O Ministério Público Junto ao Tribunal de Contas da União formalizou nesta quarta-feira 18 uma representação para que a Corte de Contas apure o acesso ilegal de dados relacionados a ministros do Supremo Tribunal Federal e seus familiares por servidores da Receita Federal.
A ação é assinada pelo subprocurador-geral Lucas Rocha Furtado, que pede a “adoção das medidas necessárias” para apurar o caso. Furtado citou os acontecimentos mais recentes envolvendo o assunto como justificativa pelo o que motivou a representação.
Em uma linha cronológica, o subprocurador destaca as investigações feitas pelo STF, por determinação do ministro Alexandre de Moraes. O magistrado instaurou um inquérito a partir de uma provocação da Procuradoria-Geral da República.
Em parecer, a PGR informou que os dados sigilosos foram explorados de forma “fragmentada e seletiva” para “produzir suspeitas artificiais” contra autoridades públicas.
Nesta terça-feira 17, a Polícia Federal cumpriu mandados de busca e apreensão em São Paulo, Rio de Janeiro e Bahia, motivada pelo relatório enviado pela Receita Federal ao STF.
Um dos alvos dos vazamentos é a esposa do ministro Alexandre de Moraes, Viviane Barci.
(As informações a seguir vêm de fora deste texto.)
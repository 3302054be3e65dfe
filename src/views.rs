//! Pure projections from the aggregate state to dashboard panels.
//!
//! Nothing here touches the network or the store: every function takes a
//! borrowed [`AggregateState`] and returns owned view values that a
//! [`crate::render::Renderer`] can display.
//!
//! | Panel | Function | Limit | Order |
//! |-------|----------|-------|-------|
//! | Category stream | [`category_view`] | 30 | most recent first |
//! | Hot stream | [`hot_view`] | 40 | most recent first, all categories |
//! | Ticker | [`ticker_view`] | 15 | shuffled |
//! | Lead image | [`lead_image`] | 1 | last fetched, else canned |
//!
//! All projections except the ticker are deterministic for a given state
//! (and `now`).

use crate::models::{AggregateState, Category};
use crate::registry::SourceRegistry;
use chrono::{DateTime, Local, Utc};
use itertools::Itertools;
use once_cell::sync::Lazy;
use rand::Rng;
use rand::seq::SliceRandom;
use regex::Regex;
use serde::Serialize;

pub const CATEGORY_VIEW_LIMIT: usize = 30;
pub const HOT_VIEW_LIMIT: usize = 40;
pub const TICKER_LIMIT: usize = 15;
pub const SNIPPET_CHARS: usize = 180;

static TAGS: Lazy<Regex> = Lazy::new(|| Regex::new(r"<[^>]*>?").unwrap());

/// One rendered entry of a category stream.
#[derive(Debug, Clone, PartialEq, Eq, Serialize)]
pub struct CategoryItem {
    pub title: String,
    pub link: String,
    /// "5 хвилин тому" style label.
    pub relative_time: String,
    /// Summary with markup stripped, cut to [`SNIPPET_CHARS`] plus `...`.
    pub snippet: String,
}

/// A category stream panel.
#[derive(Debug, Clone, PartialEq, Eq, Serialize)]
pub struct CategoryView {
    pub category: Category,
    pub label: String,
    pub items: Vec<CategoryItem>,
}

/// One entry of the merged hot stream.
#[derive(Debug, Clone, PartialEq, Eq, Serialize)]
pub struct HotItem {
    pub category: Category,
    pub category_label: String,
    pub title: String,
    pub link: String,
    pub published_at: DateTime<Utc>,
    /// Local `HH:MM`.
    pub time_label: String,
}

/// Titles for the scrolling ticker.
#[derive(Debug, Clone, PartialEq, Eq, Serialize)]
pub struct TickerView {
    pub items: Vec<String>,
}

impl TickerView {
    /// Continuous-scroll text, each title framed by `+++`.
    pub fn text(&self) -> String {
        self.items.iter().map(|t| format!("+++ {t} +++")).join(" ")
    }
}

/// Remove markup tags. An unterminated trailing tag is removed too.
pub fn strip_tags(s: &str) -> String {
    TAGS.replace_all(s, "").into_owned()
}

/// Tag-free summary cut to [`SNIPPET_CHARS`] characters, always followed by `...`.
///
/// Characters are Unicode scalar values, so an emoji counts as one, not as two UTF-16 units.
pub fn snippet(summary: &str) -> String {
    let plain = strip_tags(summary);
    let mut out: String = plain.chars().take(SNIPPET_CHARS).collect();
    out.push_str("...");
    out
}

/// Articles of one category, most recent first, at most [`CATEGORY_VIEW_LIMIT`].
///
/// Ties keep their stored order.
pub fn category_view(state: &AggregateState, category: Category, now: DateTime<Utc>) -> CategoryView {
    let items = state
        .get(&category)
        .map(|slot| {
            slot.articles
                .iter()
                .sorted_by(|a, b| b.published_at.cmp(&a.published_at))
                .take(CATEGORY_VIEW_LIMIT)
                .map(|a| CategoryItem {
                    title: a.title.clone(),
                    link: a.link.clone(),
                    relative_time: relative_time(a.published_at, now),
                    snippet: snippet(&a.summary),
                })
                .collect()
        })
        .unwrap_or_default();

    CategoryView {
        category,
        label: category.display_name().to_string(),
        items,
    }
}

/// Every article of every category, newest first, at most [`HOT_VIEW_LIMIT`].
pub fn hot_view(state: &AggregateState) -> Vec<HotItem> {
    state
        .iter()
        .flat_map(|(category, slot)| slot.articles.iter().map(move |a| (*category, a)))
        .sorted_by(|(_, a), (_, b)| b.published_at.cmp(&a.published_at))
        .take(HOT_VIEW_LIMIT)
        .map(|(category, a)| HotItem {
            category,
            category_label: category.display_name().to_string(),
            title: a.title.clone(),
            link: a.link.clone(),
            published_at: a.published_at,
            time_label: a.published_at.with_timezone(&Local).format("%H:%M").to_string(),
        })
        .collect()
}

/// Up to [`TICKER_LIMIT`] titles in random order.
///
/// `None` when there are no titles at all; the ticker then keeps whatever it
/// showed before.
pub fn ticker_view<R: Rng + ?Sized>(state: &AggregateState, rng: &mut R) -> Option<TickerView> {
    let mut titles: Vec<String> = state
        .values()
        .flat_map(|slot| slot.articles.iter().map(|a| a.title.clone()))
        .collect();
    if titles.is_empty() {
        return None;
    }
    titles.shuffle(rng);
    titles.truncate(TICKER_LIMIT);
    Some(TickerView { items: titles })
}

/// Image for a category's visual panel: the fetched lead image, else the
/// first canned article's image.
pub fn lead_image(state: &AggregateState, registry: &SourceRegistry, category: Category) -> Option<String> {
    state
        .get(&category)
        .and_then(|slot| slot.lead_image.clone())
        .or_else(|| {
            registry
                .fallback(category)
                .first()
                .and_then(|a| a.image_url.clone())
        })
}

/// Ukrainian "time ago" label, with the same thresholds the dashboard's
/// date library uses.
pub fn relative_time(then: DateTime<Utc>, now: DateTime<Utc>) -> String {
    let delta = now.signed_duration_since(then).num_seconds();
    let phrase = humanize(delta.unsigned_abs());
    if delta >= 0 {
        format!("{phrase} тому")
    } else {
        format!("за {phrase}")
    }
}

fn humanize(secs: u64) -> String {
    let secs = secs as f64;
    let minutes = (secs / 60.0).round();
    let hours = (secs / 3600.0).round();
    let days = (secs / 86_400.0).round();
    let months = (days / 30.4).round();
    let years = (days / 365.0).round();

    if secs < 45.0 {
        "декілька секунд".to_string()
    } else if secs < 90.0 {
        "хвилину".to_string()
    } else if minutes < 45.0 {
        plural(minutes as u64, ["хвилину", "хвилини", "хвилин"])
    } else if minutes < 90.0 {
        "годину".to_string()
    } else if hours < 22.0 {
        plural(hours as u64, ["годину", "години", "годин"])
    } else if hours < 36.0 {
        "день".to_string()
    } else if days < 26.0 {
        plural(days as u64, ["день", "дні", "днів"])
    } else if days < 46.0 {
        "місяць".to_string()
    } else if days < 320.0 {
        plural(months.max(2.0) as u64, ["місяць", "місяці", "місяців"])
    } else if days < 548.0 {
        "рік".to_string()
    } else {
        plural(years.max(2.0) as u64, ["рік", "роки", "років"])
    }
}

/// Ukrainian plural forms: one, few, many.
fn plural(n: u64, forms: [&str; 3]) -> String {
    let form = if n % 10 == 1 && n % 100 != 11 {
        forms[0]
    } else if (2..=4).contains(&(n % 10)) && !(12..=14).contains(&(n % 100)) {
        forms[1]
    } else {
        forms[2]
    };
    format!("{n} {form}")
}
Os valores e informações de um contrato do escritório da advogada com o Banco Master, avaliado em 129 milhões de reais, foi revelado pelo jornal O Globo.
A representação ainda precisa ser distribuída e reconhecida por um ministro do TCU para que uma investigação seja instaurada formalmente. O pedido foi ajuizado nesta quarta-feira 18.